2025-07-16 12:58:07 - INFO - Notebook execution started.


## User Constants

In [3]:
MOVIE_ID = 5
RATING = 3.5

## Install and Import Libraries

In [4]:
# ------------------------ Data Manipulation ------------------------
import numpy as np
import pandas as pd

# # ------------------------ Statistical and Machine Learning tools ------------------------
from sklearn.model_selection import train_test_split
from sklearn.metrics.pairwise import pairwise_distances
from sklearn.metrics import mean_squared_error
from math import sqrt
import scipy.sparse as sp
from scipy.sparse.linalg import svds

# ------------------------ Deep learning framework ------------------------
import tensorflow as tf
from tensorflow.keras.callbacks import TensorBoard

# ------------------------ System Utilities ------------------------
import os
import warnings
import datetime
from pathlib import Path

# ------------------------ Visualization Libraries ------------------------
import matplotlib.pyplot as plt

# ------------------------ MLflow Integration ------------------------
import mlflow
from mlflow import MlflowClient
from mlflow.types.schema import Schema, ColSpec
from mlflow.models import ModelSignature

2025-07-16 12:58:08.788409: I tensorflow/core/util/port.cc:153] oneDNN custom operations are on. You may see slightly different numerical results due to floating-point round-off errors from different computation orders. To turn them off, set the environment variable `TF_ENABLE_ONEDNN_OPTS=0`.
2025-07-16 12:58:08.801098: E external/local_xla/xla/stream_executor/cuda/cuda_fft.cc:477] Unable to register cuFFT factory: Attempting to register factory for plugin cuFFT when one has already been registered
E0000 00:00:1752670688.813373     339 cuda_dnn.cc:8310] Unable to register cuDNN factory: Attempting to register factory for plugin cuDNN when one has already been registered
E0000 00:00:1752670688.817183     339 cuda_blas.cc:1418] Unable to register cuBLAS factory: Attempting to register factory for plugin cuBLAS when one has already been registered
2025-07-16 12:58:08.832428: I tensorflow/core/platform/cpu_feature_guard.cc:210] This TensorFlow binary is optimized to use available CPU instr

## Configure Settings

In [5]:
# Suppress Python warnings
warnings.filterwarnings("ignore")

In [6]:
# ------------------------- Paths -------------------------
DATA_PATH = "/home/jovyan/datafabric/tutorial/"
LOG_DIR = "/phoenix/tensorboard/tensorlogs/"
OUTPUT_DIR = "../model_artifacts"
ARTIFACT_PATH = "movie_recommender_model"
# Name of the MLflow experiment for tracking performance and metrics
EXPERIMENT_NAME = "MovieRecommenderExperiment"
RUN_NAME = "Movie_Recommender_Run"
MODEL_NAME = "Movie_Recommender_Model"

## Verify Assets

In [7]:
# Check whether the Dataset file exists
is_dataset_available = Path(DATA_PATH).exists()

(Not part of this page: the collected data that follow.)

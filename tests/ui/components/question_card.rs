use crate::support::{key, question};
use crossterm::event::KeyCode;
use trivialist::ui::components::QuestionCard;
use trivialist::ui::core::Action;

#[test]
fn test_answer_starts_hidden() {
    let card = QuestionCard::new(question(3, "Hottest planet?", 1));
    assert!(!card.is_revealed());
    assert_eq!(card.id(), 3);
}

#[test]
fn test_double_toggle_restores_state() {
    let mut card = QuestionCard::new(question(3, "Hottest planet?", 1));
    card.toggle_reveal();
    assert!(card.is_revealed());
    card.toggle_reveal();
    assert!(!card.is_revealed());
}

#[test]
fn test_toggle_is_local_to_one_card() {
    let mut first = QuestionCard::new(question(1, "One", 1));
    let second = QuestionCard::new(question(2, "Two", 1));

    first.handle_key(key(KeyCode::Char(' ')));
    assert!(first.is_revealed());
    assert!(!second.is_revealed());
}

#[test]
fn test_delete_intent_fires_immediately() {
    let mut card = QuestionCard::new(question(9, "Nine", 2));
    assert!(matches!(card.handle_key(key(KeyCode::Char('d'))), Action::DeleteQuestion(9)));
    assert!(matches!(card.request_delete(), Action::DeleteQuestion(9)));
}
//! Core UI functionality for the Trivialist application.
//!
//! This module contains the building blocks the components share: the
//! action vocabulary, the component trait, the application context, terminal
//! event polling and background request management.
//!
//! # Architecture
//!
//! 1. **Components** implement the [`Component`] trait and own their state
//! 2. **Actions** carry intents upward and results back down
//! 3. **Context** hands the backend, icons and logger to the root component
//! 4. **Events** are polled by the [`EventHandler`]
//! 5. **Requests** run on the [`TaskManager`] and report back as actions

pub mod actions;
pub mod component;
pub mod context;
pub mod event_handler;
pub mod task_manager;

pub use actions::{Action, RequestSeq, View};
pub use component::Component;
pub use context::AppContext;
pub use event_handler::{EventHandler, EventType};
pub use task_manager::{TaskId, TaskManager};
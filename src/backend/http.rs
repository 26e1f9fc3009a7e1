//! HTTP/JSON backend talking to the trivia REST API.

use async_trait::async_trait;
use reqwest::{Client, Response, Url};
use serde::de::DeserializeOwned;
use std::time::Duration;

use super::{BackendError, TriviaBackend};
use crate::config::{ApiConfig, SearchMode};
use crate::constants::FIRST_PAGE;
use crate::trivia::{
    CategoriesResponse, Category, Draft, QuestionId, QuestionPage, QuestionQuery, SearchRequest,
};

/// REST backend. Endpoint paths are appended to the configured base URL.
#[derive(Debug, Clone)]
pub struct HttpBackend {
    client: Client,
    base_url: String,
    search_mode: SearchMode,
}

impl HttpBackend {
    /// Build a client from the `[api]` configuration section.
    pub fn new(config: &ApiConfig) -> Result<Self, BackendError> {
        Url::parse(&config.base_url)
            .map_err(|e| BackendError::InvalidData(format!("base url '{}': {}", config.base_url, e)))?;

        let mut builder = Client::builder().cookie_store(config.with_credentials);
        if config.timeout_secs > 0 {
            builder = builder.timeout(Duration::from_secs(config.timeout_secs));
        }
        let client = builder.build().map_err(|e| BackendError::Other(e.to_string()))?;

        Ok(Self {
            client,
            base_url: config.base_url.trim_end_matches('/').to_string(),
            search_mode: config.search_mode,
        })
    }

    pub fn search_mode(&self) -> SearchMode {
        self.search_mode
    }

    /// Absolute URL for an endpoint path such as `questions/7`
    pub fn endpoint(&self, path: &str) -> Result<Url, BackendError> {
        let raw = format!("{}/{}", self.base_url, path.trim_start_matches('/'));
        Url::parse(&raw).map_err(|e| BackendError::InvalidData(format!("endpoint '{}': {}", raw, e)))
    }

    async fn read_page(response: Response) -> Result<QuestionPage, BackendError> {
        read_json(response, "questions").await
    }
}

#[async_trait]
impl TriviaBackend for HttpBackend {
    fn backend_type(&self) -> &str {
        "http"
    }

    async fn fetch_categories(&self) -> Result<Vec<Category>, BackendError> {
        let response = self
            .client
            .get(self.endpoint("categories")?)
            .send()
            .await
            .map_err(map_reqwest_error)?;
        let body: CategoriesResponse = read_json(response, "categories").await?;
        body.categories.into_categories().map_err(BackendError::InvalidData)
    }

    async fn fetch_questions(&self, query: &QuestionQuery) -> Result<QuestionPage, BackendError> {
        let request = match query {
            QuestionQuery::Search { term, page } => match self.search_mode {
                SearchMode::Query => {
                    let mut params = vec![("query", term.clone())];
                    if *page > FIRST_PAGE {
                        params.push(("page", page.to_string()));
                    }
                    self.client.get(self.endpoint("questions")?).query(&params)
                }
                SearchMode::Route => self.client.post(self.endpoint("questions/search")?).json(&SearchRequest {
                    search_term: term,
                    page: *page,
                }),
            },
            QuestionQuery::Category(id) => self.client.get(self.endpoint(&format!("categories/{}/questions", id))?),
        };

        let response = request.send().await.map_err(map_reqwest_error)?;
        Self::read_page(response).await
    }

    async fn delete_question(&self, id: QuestionId) -> Result<(), BackendError> {
        let response = self
            .client
            .delete(self.endpoint(&format!("questions/{}", id))?)
            .send()
            .await
            .map_err(map_reqwest_error)?;
        check_status(response).map(|_| ())
    }

    async fn create_question(&self, draft: &Draft) -> Result<(), BackendError> {
        let response = self
            .client
            .post(self.endpoint("questions")?)
            .json(draft)
            .send()
            .await
            .map_err(map_reqwest_error)?;
        check_status(response).map(|_| ())
    }
}

async fn read_json<T: DeserializeOwned>(response: Response, what: &str) -> Result<T, BackendError> {
    let text = check_status(response)?.text().await.map_err(map_reqwest_error)?;
    serde_json::from_str(&text).map_err(|e| BackendError::InvalidData(format!("{} payload: {}", what, e)))
}

fn check_status(response: Response) -> Result<Response, BackendError> {
    let status = response.status();
    if status.is_success() {
        Ok(response)
    } else {
        Err(BackendError::Status(status.as_u16()))
    }
}

fn map_reqwest_error(error: reqwest::Error) -> BackendError {
    if let Some(status) = error.status() {
        BackendError::Status(status.as_u16())
    } else if error.is_decode() {
        BackendError::InvalidData(error.to_string())
    } else {
        BackendError::Network(error.to_string())
    }
}
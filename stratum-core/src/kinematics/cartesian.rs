//! Cartesian and Core (belt-summing) kinematics

use super::Kinematics;
use crate::motion::{Actuators, Axis, Xyz};

/// One actuator per axis
#[derive(Debug, Clone, Copy, PartialEq, Eq, Default)]
#[cfg_attr(feature = "defmt", derive(defmt::Format))]
pub struct Cartesian;

impl Kinematics for Cartesian {
    fn inverse(&self, raw: Xyz) -> Actuators {
        Actuators::new(raw.x, raw.y, raw.z)
    }

    fn forward(&self, actuators: Actuators) -> Xyz {
        Xyz::new(actuators.a, actuators.b, actuators.c)
    }

    fn axis_motion(&self, axis: Axis, distance: f32) -> Option<Actuators> {
        match axis {
            Axis::X => Some(Actuators::new(distance, 0.0, 0.0)),
            Axis::Y => Some(Actuators::new(0.0, distance, 0.0)),
            Axis::Z => Some(Actuators::new(0.0, 0.0, distance)),
            Axis::E => None,
        }
    }
}

/// Which pair of axes share the two summing motors
#[derive(Debug, Clone, Copy, PartialEq, Eq)]
#[cfg_attr(feature = "defmt", derive(defmt::Format))]
pub enum CorePlane {
    /// `a = x + y`, `b = x - y`
    Xy,
    /// `a = x + z`, `c = x - z`
    Xz,
    /// `b = y + z`, `c = y - z`
    Yz,
}

impl CorePlane {
    /// Logical axes (p, q) and the actuator slots holding (p + q, p - q)
    fn layout(self) -> (Axis, Axis, usize, usize) {
        match self {
            CorePlane::Xy => (Axis::X, Axis::Y, 0, 1),
            CorePlane::Xz => (Axis::X, Axis::Z, 0, 2),
            CorePlane::Yz => (Axis::Y, Axis::Z, 1, 2),
        }
    }
}

/// Two motors move two axes through a crossed belt
#[derive(Debug, Clone, Copy, PartialEq, Eq)]
#[cfg_attr(feature = "defmt", derive(defmt::Format))]
pub struct CoreKinematics {
    plane: CorePlane,
}

impl CoreKinematics {
    pub fn new(plane: CorePlane) -> Self {
        Self { plane }
    }

    pub fn plane(&self) -> CorePlane {
        self.plane
    }
}

impl Kinematics for CoreKinematics {
    fn inverse(&self, raw: Xyz) -> Actuators {
        let (p, q, sum, diff) = self.plane.layout();
        let mut out = raw.to_array();
        let (pv, qv) = (raw.get(p), raw.get(q));
        out[sum] = pv + qv;
        out[diff] = pv - qv;
        let [a, b, c] = out;
        Actuators::new(a, b, c)
    }

    fn forward(&self, actuators: Actuators) -> Xyz {
        let (p, q, sum, diff) = self.plane.layout();
        let m = [actuators.a, actuators.b, actuators.c];
        let mut out = Xyz::from_array(m);
        out.set(p, (m[sum] + m[diff]) * 0.5);
        out.set(q, (m[sum] - m[diff]) * 0.5);
        out
    }

    fn axis_motion(&self, axis: Axis, distance: f32) -> Option<Actuators> {
        if axis == Axis::E {
            return None;
        }
        let mut delta = Xyz::default();
        delta.set(axis, distance);
        Some(self.inverse(delta))
    }
}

# Log the configuration status of the dataset
if is_dataset_available:
    logger.info("The Dataset is properly configured.")
else:
    logger.info(
        "The Dataset is not properly configured. Please create and download the required assets "
        "in your project on AI Studio."
    )

2025-07-16 12:58:10 - INFO - The Dataset is properly configured.


## Loading Data

In [8]:
asset_folder = DATA_PATH

In [9]:
column_names = ['user_id', 'item_id', 'rating', 'timestamp']
df = pd.read_csv(f"{asset_folder}ml-100k/u.data", sep='\t', names=column_names)

In [10]:
movie_titles = pd.read_csv(f"{asset_folder}Movie_Id_Titles.csv")

In [11]:
df = pd.merge(df,movie_titles,on='item_id')

In [12]:
display(df.sample(2))
display(df.shape)

Unnamed: 0,user_id,item_id,rating,timestamp,title
62513,500,77,3,883875793,"Firm, The (1993)"
52039,303,1509,1,879544435,Getting Even with Dad (1994)


(100000, 5)

In [13]:
train_data, test_data = train_test_split(df, test_size=0.25)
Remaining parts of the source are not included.